A história é muito bem pensada e muito bem desenvolvida, explorando várias nuances possíveis. Achei o tema do alcoolismo como algo um pouco forçado - e que distrai do tema principal - mas diria que isso é uma pequena queixa minha num álbum tão bonito e tão recomendável!
A arte ilustrativa de Taniguchi também é uma componente essencial da narrativa. O seu estilo é caracterizado por traços delicados e finos, e por um uso eficaz de sombras e luz, que ajudam a criar uma atmosfera melancólica e introspectiva. As ilustrações muitas vezes capturam a beleza do quotidiano, reforçando a ideia de que mesmo os momentos simples podem ter um profundo significado.
São-nos dadas algumas pranchas a cores onde fica claro que a obra teria sido ainda mais bela do ponto vista gráfico se tivesse sido lançada inteiramente a cores. Mas estamos a falar de uma obra mangá onde isso não é prática comum. O que é uma pena. Portanto, um aviso aos leitores mais incautos: se as imagens promocionais da obra aqui partilhada são a cores, a verdade é que são apenas a minoria desta obra que é, mais de 90%, a preto e branco.

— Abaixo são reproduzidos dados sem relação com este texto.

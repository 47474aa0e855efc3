use axum::Router;
use utoipa::OpenApi;
use utoipa_swagger_ui::SwaggerUi;

use crate::{services::documentation::ApiDoc, state::SharedState};

/// Path of the generated OpenAPI document.
pub const OPENAPI_PATH: &str = "/api-doc/openapi.json";

/// Serve the Swagger UI at `/docs`, backed by the generated OpenAPI document.
pub fn router() -> Router<SharedState> {
    SwaggerUi::new("/docs")
        .url(OPENAPI_PATH, ApiDoc::openapi())
        .into()
}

A edição da Devir apresenta capa mole baça sem badanas, mas com uma sobrecapa que protege o livro, que também tem um formato maior face àquele mais utilizado pela editora na maior parte da sua oferta em mangá. No miolo, o livro apresenta papel decente e uma boa impressão e encadernação. É de louvar que a edição da Devir reúna num só volume, e de forma integral, os dois volumes em que a obra foi originalmente lançada.

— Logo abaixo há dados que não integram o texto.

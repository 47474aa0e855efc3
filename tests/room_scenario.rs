//! End-to-end room flow through the service layer, backed by the in-memory record store.

use std::{sync::Arc, time::Duration};

use planning_poker_back::{
    config::{AppConfig, VoteDelay},
    dao::record_store::{RecordStore, memory::InMemoryRecordStore},
    dto::room::{CastVoteRequest, ParticipantKindView, RoomSnapshot},
    identity::IdentityStore,
    oracle::OracleAdapter,
    services::room_service,
    state::{AppState, SharedState, phase::RoomPhase},
};
use tokio::time::{sleep, timeout};

async fn client(store: &InMemoryRecordStore, name: &str) -> SharedState {
    let config = AppConfig::default()
        .with_drive_simulated(true)
        .with_vote_delay(VoteDelay::new(
            Duration::from_millis(150),
            Duration::from_millis(250),
        ));
    let state = AppState::new(config, IdentityStore::ephemeral(), OracleAdapter::disabled());
    state.identity().commit_display_name(name);
    state.set_record_store(Arc::new(store.clone())).await;
    state
}

async fn wait_for_snapshot(
    state: &SharedState,
    room_id: &str,
    predicate: impl Fn(&RoomSnapshot) -> bool,
) -> RoomSnapshot {
    let poll = async {
        loop {
            let snapshot = room_service::room_snapshot(state, room_id).unwrap();
            if predicate(&snapshot) {
                return snapshot;
            }
            sleep(Duration::from_millis(20)).await;
        }
    };
    timeout(Duration::from_secs(5), poll)
        .await
        .expect("room never reached the expected state")
}

#[tokio::test]
async fn full_round_with_simulated_participants() {
    let store = InMemoryRecordStore::new();
    let ada = client(&store, "Ada").await;

    let snapshot = room_service::open_room(&ada, Some("R1".into()))
        .await
        .unwrap();
    assert_eq!(snapshot.participants.len(), 1);
    assert!(matches!(snapshot.participants[0].kind, ParticipantKindView::Human));

    let snapshot = room_service::add_simulated(&ada, "R1").await.unwrap();
    assert_eq!(snapshot.participants.len(), 4);
    let simulated = snapshot
        .participants
        .iter()
        .filter(|p| matches!(p.kind, ParticipantKindView::Simulated))
        .count();
    assert_eq!(simulated, 3);

    let snapshot = room_service::change_phase(&ada, "R1", RoomPhase::Voting)
        .await
        .unwrap();
    assert!(snapshot.participants.iter().all(|p| !p.has_voted));
    assert!(!snapshot.all_voted);

    let snapshot = room_service::cast_vote(
        &ada,
        "R1",
        CastVoteRequest {
            value: "5".into(),
        },
    )
    .await
    .unwrap();
    assert!(!snapshot.all_voted);

    let snapshot = wait_for_snapshot(&ada, "R1", |s| s.all_voted).await;
    assert!(snapshot.participants.iter().all(|p| p.has_voted));
    assert!(snapshot.participants.iter().all(|p| p.vote.is_none()));

    let revealed = room_service::change_phase(&ada, "R1", RoomPhase::Revealed)
        .await
        .unwrap();
    assert_eq!(revealed.phase, RoomPhase::Revealed);
    assert!(revealed.participants.iter().all(|p| p.vote.is_some()));
    assert_eq!(revealed.participants[0].vote.as_deref(), Some("5"));
    assert!(
        revealed.participants[1..]
            .iter()
            .all(|p| p.rationale.is_some())
    );

    let revote = room_service::change_phase(&ada, "R1", RoomPhase::Voting)
        .await
        .unwrap();
    assert!(revote.participants.iter().all(|p| !p.has_voted));
    assert!(!revote.all_voted);
    assert!(store.list_estimates("R1").await.unwrap().is_empty());

    room_service::leave_all(&ada).await;
}

#[tokio::test]
async fn two_clients_share_one_room() {
    let store = InMemoryRecordStore::new();
    let ada = client(&store, "Ada").await;
    let bob = client(&store, "Bob").await;

    let opened = room_service::open_room(&ada, None).await.unwrap();
    let room_id = opened.room_id.clone();
    room_service::open_room(&bob, Some(room_id.clone()))
        .await
        .unwrap();

    wait_for_snapshot(&ada, &room_id, |s| s.participants.len() == 2).await;

    room_service::change_phase(&bob, &room_id, RoomPhase::Voting)
        .await
        .unwrap();
    wait_for_snapshot(&ada, &room_id, |s| s.phase == RoomPhase::Voting).await;

    room_service::cast_vote(&ada, &room_id, CastVoteRequest { value: "?".into() })
        .await
        .unwrap();
    let seen_by_bob = wait_for_snapshot(&bob, &room_id, |s| {
        s.participants.iter().any(|p| !p.is_local && p.has_voted)
    })
    .await;
    assert!(seen_by_bob.participants.iter().all(|p| p.vote.is_none()));

    room_service::leave_room(&bob, &room_id).await.unwrap();
    let after = wait_for_snapshot(&ada, &room_id, |s| s.participants.len() == 1).await;
    assert!(after.participants[0].is_local);
    assert!(after.all_voted);
}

Em suma, Bairro Distante é uma obra que transcende as barreiras culturais, ressoando com qualquer leitor que já tenha refletido sobre o seu próprio passado. A habilidade de Taniguchi em capturar a essência da experiência humana, aliada à sua estética visual, transforma esta obra numa meditação poética sobre a vida, sobre a memória e sobre o que significa realmente pertencer a um lugar. Se há obras completamente indicadas para que um leitor se possa iniciar no mangá, esta é uma delas!
NOTA FINAL (1/10):
9.7
Convite: Passem na página de instagram do Vinheta 2020 para verem mais imagens do álbum. www.instagram.com/vinheta_2020
-/-
Bairro Distante
Autor: Jiro Taniguchi
Editora: Devir
Páginas: 421, a preto e branco (com algumas páginas a cores)
Encadernação: Capa mole
Formato: 17 x 24 cm
Lançamento: Setembro de 2024
Hugo, sejamos honestos "papel decente" entre 70-80 gr não existe. O que a Devir apresenta aqui é um papel próxima de Bíblia, inadmissível numa obra de €25 e, muito menos, num autor com o estatuto de Jiro Taniguchi, autor que, por todos os motivos, deveria ter direito a uma edição cuidada. Lamentável a todos os títulos.
ResponderEliminarClaro que é papel decente. Em momento algum achei que estragava a edição. Não é espetacular, mas não acho tão mau assim. É decente. E parece-me bem superior a essa gramagem que refere. Embora agora não tenha aqui ao pé de mim o livro para confirmar.